▸ Exercise objective
Once you reach the line containing "from the environment" in the data below, restate each line word for word up to and including the one containing "Leader election identity".

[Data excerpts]
<<<<

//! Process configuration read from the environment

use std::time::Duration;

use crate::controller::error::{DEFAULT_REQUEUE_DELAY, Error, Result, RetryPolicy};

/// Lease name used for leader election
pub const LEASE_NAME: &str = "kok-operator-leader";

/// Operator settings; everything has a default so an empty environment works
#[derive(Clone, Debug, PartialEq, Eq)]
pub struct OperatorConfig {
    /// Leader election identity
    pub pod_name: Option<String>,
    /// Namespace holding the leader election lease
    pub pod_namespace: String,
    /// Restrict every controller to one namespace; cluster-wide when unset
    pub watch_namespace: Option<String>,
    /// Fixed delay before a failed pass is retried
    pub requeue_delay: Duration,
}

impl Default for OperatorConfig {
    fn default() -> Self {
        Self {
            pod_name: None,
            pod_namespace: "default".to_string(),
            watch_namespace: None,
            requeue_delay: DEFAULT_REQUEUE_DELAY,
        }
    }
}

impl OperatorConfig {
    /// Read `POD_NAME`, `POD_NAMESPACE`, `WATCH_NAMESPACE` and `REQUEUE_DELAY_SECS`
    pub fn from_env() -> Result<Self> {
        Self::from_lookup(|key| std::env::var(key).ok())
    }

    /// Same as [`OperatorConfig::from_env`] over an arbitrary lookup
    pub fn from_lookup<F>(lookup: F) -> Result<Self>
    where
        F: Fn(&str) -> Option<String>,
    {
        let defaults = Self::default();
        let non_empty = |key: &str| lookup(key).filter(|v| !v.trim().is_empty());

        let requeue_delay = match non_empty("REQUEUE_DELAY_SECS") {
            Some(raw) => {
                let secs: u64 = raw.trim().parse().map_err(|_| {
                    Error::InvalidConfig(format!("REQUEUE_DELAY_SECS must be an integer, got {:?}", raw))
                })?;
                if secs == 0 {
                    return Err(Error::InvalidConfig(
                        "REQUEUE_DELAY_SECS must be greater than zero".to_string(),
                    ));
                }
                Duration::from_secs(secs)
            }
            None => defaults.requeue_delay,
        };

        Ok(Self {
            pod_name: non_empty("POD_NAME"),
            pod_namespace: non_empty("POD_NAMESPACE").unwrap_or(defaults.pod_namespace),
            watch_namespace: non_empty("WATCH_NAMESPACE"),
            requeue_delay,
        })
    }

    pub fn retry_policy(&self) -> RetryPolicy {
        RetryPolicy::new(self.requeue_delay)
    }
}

>>>>
<<<<

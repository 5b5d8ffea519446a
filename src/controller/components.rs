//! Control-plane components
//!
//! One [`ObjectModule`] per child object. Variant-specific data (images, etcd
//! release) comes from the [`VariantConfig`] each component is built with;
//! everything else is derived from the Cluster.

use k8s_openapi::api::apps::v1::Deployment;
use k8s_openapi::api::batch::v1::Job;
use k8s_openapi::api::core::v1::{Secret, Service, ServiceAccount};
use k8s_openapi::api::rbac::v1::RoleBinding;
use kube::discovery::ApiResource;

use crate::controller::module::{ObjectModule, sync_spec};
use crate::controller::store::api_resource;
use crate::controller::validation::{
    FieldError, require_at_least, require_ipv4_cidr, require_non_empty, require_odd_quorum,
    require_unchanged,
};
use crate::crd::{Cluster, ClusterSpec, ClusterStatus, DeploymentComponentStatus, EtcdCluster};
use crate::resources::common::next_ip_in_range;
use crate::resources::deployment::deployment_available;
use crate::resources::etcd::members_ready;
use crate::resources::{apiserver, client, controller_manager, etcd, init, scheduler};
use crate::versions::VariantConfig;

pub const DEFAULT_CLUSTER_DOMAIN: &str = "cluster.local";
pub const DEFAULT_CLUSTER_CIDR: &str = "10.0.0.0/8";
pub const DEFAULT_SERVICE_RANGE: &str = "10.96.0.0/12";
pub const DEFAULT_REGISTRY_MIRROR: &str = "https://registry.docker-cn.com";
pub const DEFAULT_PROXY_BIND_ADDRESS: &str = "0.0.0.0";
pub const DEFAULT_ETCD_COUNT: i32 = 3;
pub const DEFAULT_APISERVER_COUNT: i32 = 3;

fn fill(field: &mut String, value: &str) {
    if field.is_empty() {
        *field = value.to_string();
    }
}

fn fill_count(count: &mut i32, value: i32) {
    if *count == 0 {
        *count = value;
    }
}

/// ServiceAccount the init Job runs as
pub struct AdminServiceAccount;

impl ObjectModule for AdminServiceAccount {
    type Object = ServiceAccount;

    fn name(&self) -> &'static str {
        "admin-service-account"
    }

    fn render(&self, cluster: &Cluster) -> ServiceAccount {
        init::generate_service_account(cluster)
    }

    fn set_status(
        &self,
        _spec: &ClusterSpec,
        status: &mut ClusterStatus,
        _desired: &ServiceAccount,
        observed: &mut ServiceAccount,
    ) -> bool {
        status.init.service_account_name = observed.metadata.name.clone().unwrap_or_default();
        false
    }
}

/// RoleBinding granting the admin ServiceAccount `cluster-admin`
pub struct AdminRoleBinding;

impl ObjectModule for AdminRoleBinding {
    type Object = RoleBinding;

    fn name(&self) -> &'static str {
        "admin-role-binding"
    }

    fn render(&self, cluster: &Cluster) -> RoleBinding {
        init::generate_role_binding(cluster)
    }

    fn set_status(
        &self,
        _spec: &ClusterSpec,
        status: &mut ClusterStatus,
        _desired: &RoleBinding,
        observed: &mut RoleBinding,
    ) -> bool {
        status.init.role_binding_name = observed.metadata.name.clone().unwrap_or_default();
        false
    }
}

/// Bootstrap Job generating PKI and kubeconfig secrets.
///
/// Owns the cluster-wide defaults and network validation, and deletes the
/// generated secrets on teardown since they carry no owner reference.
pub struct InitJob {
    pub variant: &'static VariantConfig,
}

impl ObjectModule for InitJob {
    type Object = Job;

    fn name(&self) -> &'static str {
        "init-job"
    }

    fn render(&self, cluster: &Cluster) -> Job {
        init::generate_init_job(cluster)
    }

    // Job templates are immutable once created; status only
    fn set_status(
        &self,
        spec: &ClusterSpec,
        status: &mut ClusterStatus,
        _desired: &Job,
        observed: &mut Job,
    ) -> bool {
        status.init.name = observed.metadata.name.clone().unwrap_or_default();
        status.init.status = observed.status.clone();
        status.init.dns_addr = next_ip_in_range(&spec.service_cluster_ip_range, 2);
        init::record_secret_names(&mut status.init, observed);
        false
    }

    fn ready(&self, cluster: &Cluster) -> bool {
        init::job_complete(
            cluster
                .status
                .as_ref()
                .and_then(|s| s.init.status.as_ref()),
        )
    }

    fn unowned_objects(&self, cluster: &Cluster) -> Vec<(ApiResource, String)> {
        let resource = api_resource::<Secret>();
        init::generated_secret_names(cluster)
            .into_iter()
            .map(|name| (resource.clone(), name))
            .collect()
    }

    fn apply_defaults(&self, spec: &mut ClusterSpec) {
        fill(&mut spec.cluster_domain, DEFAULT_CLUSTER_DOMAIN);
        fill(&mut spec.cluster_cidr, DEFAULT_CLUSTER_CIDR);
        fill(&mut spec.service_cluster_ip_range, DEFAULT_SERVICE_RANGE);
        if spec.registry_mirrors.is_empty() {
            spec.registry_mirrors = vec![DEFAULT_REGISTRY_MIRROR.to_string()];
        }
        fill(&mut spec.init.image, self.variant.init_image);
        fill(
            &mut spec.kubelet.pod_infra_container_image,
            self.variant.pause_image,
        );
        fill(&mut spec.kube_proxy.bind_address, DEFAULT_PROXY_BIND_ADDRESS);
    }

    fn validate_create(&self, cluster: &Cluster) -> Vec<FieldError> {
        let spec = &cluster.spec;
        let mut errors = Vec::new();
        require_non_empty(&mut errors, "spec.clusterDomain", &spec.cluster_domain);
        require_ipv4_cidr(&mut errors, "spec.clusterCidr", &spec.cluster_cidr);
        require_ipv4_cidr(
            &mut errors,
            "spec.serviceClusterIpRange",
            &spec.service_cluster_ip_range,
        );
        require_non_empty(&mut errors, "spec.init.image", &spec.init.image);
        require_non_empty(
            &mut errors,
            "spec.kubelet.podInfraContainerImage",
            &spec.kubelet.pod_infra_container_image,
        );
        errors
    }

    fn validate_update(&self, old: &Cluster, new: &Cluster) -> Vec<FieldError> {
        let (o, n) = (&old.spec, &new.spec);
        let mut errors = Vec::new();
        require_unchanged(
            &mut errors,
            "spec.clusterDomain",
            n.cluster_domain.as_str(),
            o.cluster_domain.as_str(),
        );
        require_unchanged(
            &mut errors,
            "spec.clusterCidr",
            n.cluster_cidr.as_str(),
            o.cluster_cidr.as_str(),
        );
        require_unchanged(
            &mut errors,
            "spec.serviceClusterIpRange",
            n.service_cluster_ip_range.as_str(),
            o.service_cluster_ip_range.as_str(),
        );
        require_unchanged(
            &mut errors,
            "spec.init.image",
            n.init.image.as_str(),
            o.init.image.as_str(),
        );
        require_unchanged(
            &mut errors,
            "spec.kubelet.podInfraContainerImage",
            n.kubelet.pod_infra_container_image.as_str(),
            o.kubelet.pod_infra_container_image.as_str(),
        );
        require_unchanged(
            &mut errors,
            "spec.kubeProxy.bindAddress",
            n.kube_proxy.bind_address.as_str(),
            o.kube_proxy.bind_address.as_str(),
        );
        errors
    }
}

>>>>
<<<<

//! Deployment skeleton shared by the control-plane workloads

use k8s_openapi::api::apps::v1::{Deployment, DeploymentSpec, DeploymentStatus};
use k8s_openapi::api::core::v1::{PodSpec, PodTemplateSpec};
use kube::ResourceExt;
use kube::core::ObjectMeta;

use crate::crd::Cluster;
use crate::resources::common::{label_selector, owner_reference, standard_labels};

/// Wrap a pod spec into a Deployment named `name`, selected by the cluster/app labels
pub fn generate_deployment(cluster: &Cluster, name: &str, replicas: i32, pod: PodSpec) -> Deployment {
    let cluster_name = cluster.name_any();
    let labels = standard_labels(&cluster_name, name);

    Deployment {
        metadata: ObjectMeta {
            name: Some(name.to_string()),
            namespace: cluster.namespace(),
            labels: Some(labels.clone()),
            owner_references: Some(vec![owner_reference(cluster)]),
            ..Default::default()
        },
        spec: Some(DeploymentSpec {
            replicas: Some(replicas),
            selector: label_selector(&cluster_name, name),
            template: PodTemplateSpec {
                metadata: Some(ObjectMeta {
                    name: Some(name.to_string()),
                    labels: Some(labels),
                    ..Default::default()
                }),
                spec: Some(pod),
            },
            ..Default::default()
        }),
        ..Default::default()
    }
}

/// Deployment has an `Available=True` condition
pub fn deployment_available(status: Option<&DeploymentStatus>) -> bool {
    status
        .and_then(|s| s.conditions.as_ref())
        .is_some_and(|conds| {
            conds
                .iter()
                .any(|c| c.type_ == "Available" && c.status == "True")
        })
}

>>>>

▸ Exercise solution
//! Process configuration read from the environment

use std::time::Duration;

use crate::controller::error::{DEFAULT_REQUEUE_DELAY, Error, Result, RetryPolicy};

/// Lease name used for leader election
pub const LEASE_NAME: &str = "kok-operator-leader";

/// Operator settings; everything has a default so an empty environment works
#[derive(Clone, Debug, PartialEq, Eq)]
pub struct OperatorConfig {
    /// Leader election identity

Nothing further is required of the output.